THE EARL OF DALHOUSE,in moving that the Bill be now read a second time, said, that on two previous occasions their Lordships' House had passed a similar measure, though not without considerable discussion. The Government were anxious in a matter of this kind not to legislate in advance of public opinion, for nothing was so certain to do harm to the cause which the Bill was intended to promote as to aim 1440 at legislation which did not carry with it the cordial and hearty support of the outside public. If the Bill aimed at making that criminal which public opinion did not consider to be criminal—if it were to regard immorality as crime and treat it as such, it would at once raise enemies. Again, if it were oppressive in its mode of action, if it gave large inquisitorial powers to the police, or if it made the police censors of public morals, it would probably create a reaction in the public mind, and an opportunity would thus be lost of dealing effectively with the existing state of things in both Houses of Parliament. The Bill differed from its predecessors inasmuch as it did not go so far. The desire of the Government had been to lighten the measure by the excision of doubtful and debatable matter.
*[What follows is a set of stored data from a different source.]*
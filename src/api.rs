//! Pushshift search API access.
//!
//! - [`search_url`]: builds one page request for the submission search endpoint
//! - [`PageSource`]: anything that can turn a request URL into a page of posts
//! - [`PushshiftClient`]: the `reqwest` implementation used in production
//!
//! There is no retry layer: any transport error, non-2xx
//! status or unparsable body aborts the run.

use crate::error::ScrapeError;
use crate::models::{Post, SearchResponse};
use crate::utils::truncate_for_log;
use itertools::Itertools;
use reqwest::Client;
use std::time::Instant;
use tracing::{debug, instrument, warn};
use url::{Url, form_urlencoded};

const SEARCH_PATH: &str = "reddit/search/submission/";
const USER_AGENT: &str = concat!(env!("CARGO_PKG_NAME"), "/", env!("CARGO_PKG_VERSION"));

/// Build the URL for one page of the submission search.
///
/// Parameters are emitted in a fixed order: `size`, `sort`, `sort_type`,
/// then `subreddit`, `before` and `after` when present, and finally
/// `fields`. The field list is comma-joined verbatim.
///
/// # Examples
///
/// ```ignore
/// let base = Url::parse("https://api.pushshift.io/")?;
/// let url = search_url(&base, Some(100), None, Some("rust"), 500, &["id"]);
/// assert_eq!(
///     url.as_str(),
///     "https://api.pushshift.io/reddit/search/submission/?size=500&sort=asc&sort_type=created_utc&subreddit=rust&after=100&fields=id"
/// );
/// ```
pub fn search_url<S: AsRef<str>>(
    base: &Url,
    after: Option<i64>,
    before: Option<i64>,
    subreddit: Option<&str>,
    page_size: u32,
    fields: &[S],
) -> Url {
    let mut url = base.clone();
    let prefix = base.path().trim_end_matches('/');
    url.set_path(&format!("{prefix}/{SEARCH_PATH}"));

    let mut query = form_urlencoded::Serializer::new(String::new());
    query
        .append_pair("size", &page_size.to_string())
        .append_pair("sort", "asc")
        .append_pair("sort_type", "created_utc");
    if let Some(subreddit) = subreddit.filter(|s| !s.is_empty()) {
        query.append_pair("subreddit", subreddit);
    }
    if let Some(before) = before {
        query.append_pair("before", &before.to_string());
    }
    if let Some(after) = after {
        query.append_pair("after", &after.to_string());
    }
    let fields = fields.iter().map(AsRef::as_ref).join(",");
    url.set_query(Some(&format!("{}&fields={fields}", query.finish())));
    url
}

/// Source of result pages.
///
/// The pagination driver only ever talks to this trait, which keeps the
/// paging logic testable without a network.
pub trait PageSource {
    /// Fetch and decode the page at `url`.
    async fn fetch_page(&self, url: &Url) -> Result<Vec<Post>, ScrapeError>;
}

/// HTTP client for a Pushshift-compatible server.
///
/// No timeout is configured; a stalled upstream blocks the run.
#[derive(Debug, Clone)]
pub struct PushshiftClient {
    http: Client,
}

impl PushshiftClient {
    /// Build a client that identifies itself as `pushshift_dump/<version>`.
    ///
    /// # Errors
    ///
    /// [`ScrapeError::Http`] if the TLS backend cannot be initialised.
    pub fn new() -> Result<Self, ScrapeError> {
        let http = Client::builder().user_agent(USER_AGENT).build()?;
        Ok(Self { http })
    }
}

impl PageSource for PushshiftClient {
    #[instrument(level = "debug", skip_all, fields(url = %url))]
    async fn fetch_page(&self, url: &Url) -> Result<Vec<Post>, ScrapeError> {
        let t0 = Instant::now();
        let response = self.http.get(url.clone()).send().await?;
        let status = response.status();
        if let Err(e) = response.error_for_status_ref() {
            warn!(%status, "Upstream returned an error status");
            return Err(e.into());
        }

        let body = response.text().await?;
        debug!(
            %status,
            bytes = body.len(),
            elapsed_ms = t0.elapsed().as_millis() as u64,
            "Received page"
        );

        serde_json::from_str::<SearchResponse>(&body)
            .map(|page| page.data)
            .map_err(|source| ScrapeError::Parse {
                url: url.to_string(),
                source,
                preview: truncate_for_log(&body, 300),
            })
    }
}

#[cfg(test)]
mod tests {
    use super::*;
    use crate::models::DEFAULT_FIELDS;
    use mockito::{Matcher, Server};

    fn base(s: &str) -> Url {
        Url::parse(s).unwrap()
    }

    #[test]
    fn test_search_url_minimal() {
        let url = search_url(&base("https://api.pushshift.io/"), None, None, None, 500, &["id"]);
        assert_eq!(
            url.as_str(),
            "https://api.pushshift.io/reddit/search/submission/?size=500&sort=asc&sort_type=created_utc&fields=id"
        );
    }

    #[test]
    fn test_search_url_all_parameters() {
        let url = search_url(
            &base("https://api.pushshift.io/"),
            Some(100),
            Some(200),
            Some("rust"),
            500,
            &DEFAULT_FIELDS,
        );
        assert_eq!(
            url.as_str(),
            "https://api.pushshift.io/reddit/search/submission/?size=500&sort=asc&sort_type=created_utc\
             &subreddit=rust&before=200&after=100\
             &fields=author,created_utc,permalink,id,num_comments,num_crossposts,retrieved_on,score,subreddit,title,selftext"
        );
    }

    #[test]
    fn test_search_url_trailing_slash_is_irrelevant() {
        let with = search_url(&base("http://mirror:8080/api/"), Some(1), None, None, 10, &["id"]);
        let without = search_url(&base("http://mirror:8080/api"), Some(1), None, None, 10, &["id"]);
        assert_eq!(with, without);
        assert_eq!(with.path(), "/api/reddit/search/submission/");
    }

    #[test]
    fn test_search_url_empty_subreddit_is_omitted() {
        let url = search_url(&base("http://x/"), None, None, Some(""), 500, &["id"]);
        assert!(!url.as_str().contains("subreddit="));
    }

    #[test]
    fn test_search_url_escapes_subreddit() {
        let url = search_url(&base("http://x/"), None, None, Some("a&b"), 500, &["id"]);
        assert!(url.as_str().contains("subreddit=a%26b"));
    }

    #[tokio::test]
    async fn test_fetch_page_parses_data() {
        let mut server = Server::new_async().await;
        let mock = server
            .mock("GET", "/reddit/search/submission/")
            .match_query(Matcher::AllOf(vec![
                Matcher::UrlEncoded("subreddit".into(), "rust".into()),
                Matcher::UrlEncoded("after".into(), "100".into()),
                Matcher::UrlEncoded("sort".into(), "asc".into()),
            ]))
            .match_header("user-agent", USER_AGENT)
            .with_status(200)
            .with_header("content-type", "application/json")
            .with_body(r#"{"data": [{"id": "a", "created_utc": 100}, {"id": "b", "created_utc": 101}]}"#)
            .create_async()
            .await;

        let client = PushshiftClient::new().unwrap();
        let url = search_url(&base(&server.url()), Some(100), None, Some("rust"), 500, &["id"]);
        let posts = client.fetch_page(&url).await.unwrap();

        assert_eq!(posts.len(), 2);
        assert_eq!(posts[0].id(), "a");
        assert_eq!(posts[1].created_utc(), Some(101));
        mock.assert_async().await;
    }

    #[tokio::test]
    async fn test_fetch_page_http_error_is_fatal() {
        let mut server = Server::new_async().await;
        let _mock = server
            .mock("GET", Matcher::Any)
            .with_status(500)
            .with_body("upstream exploded")
            .create_async()
            .await;

        let client = PushshiftClient::new().unwrap();
        let url = search_url(&base(&server.url()), None, None, None, 500, &["id"]);
        let err = client.fetch_page(&url).await.unwrap_err();
        assert!(matches!(err, ScrapeError::Http(_)));
    }

    #[tokio::test]
    async fn test_fetch_page_non_json_body() {
        let mut server = Server::new_async().await;
        let _mock = server
            .mock("GET", Matcher::Any)
            .with_status(200)
            .with_body("<html>rate limited</html>")
            .create_async()
            .await;

        let client = PushshiftClient::new().unwrap();
        let url = search_url(&base(&server.url()), None, None, None, 500, &["id"]);
        match client.fetch_page(&url).await {
            Err(ScrapeError::Parse { preview, .. }) => assert!(preview.contains("rate limited")),
            other => panic!("expected parse error, got {other:?}"),
        }
    }

    #[tokio::test]
    async fn test_fetch_page_missing_data_field() {
        let mut server = Server::new_async().await;
        let _mock = server
            .mock("GET", Matcher::Any)
            .with_status(200)
            .with_body(r#"{"error": "nope"}"#)
            .create_async()
            .await;

        let client = PushshiftClient::new().unwrap();
        let url = search_url(&base(&server.url()), None, None, None, 500, &["id"]);
        assert!(matches!(
            client.fetch_page(&url).await,
            Err(ScrapeError::Parse { .. })
        ));
    }
}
For instance, the age to which protection was extended, and to which consent could not be pleaded in defence, was reduced from 16 to 15 years. The first four clauses were in exactly the same form as when the Bill of last year left this House. In Clauses 5 and 6 the age to which protection was extended was reduced by one year, and this change was made in the hope of securing unanimity in the passing of the Bill. He was aware that this change would be viewed with some disfavour by those who had given warm and hearty support to the Bills of former years. The Government had not made the change without considerable hesitation and reluctance; but they had done so in the belief that the change was a wise and prudent one, and one that should be adopted rather than run the risk of exciting hostile feeling by a too drastic and sweeping measure. He trusted, therefore, that their Lordships would allow the Bill to be read a second time.
§ Moved, "That the Bill be now read 2a"—The Earl of Dalhousie.)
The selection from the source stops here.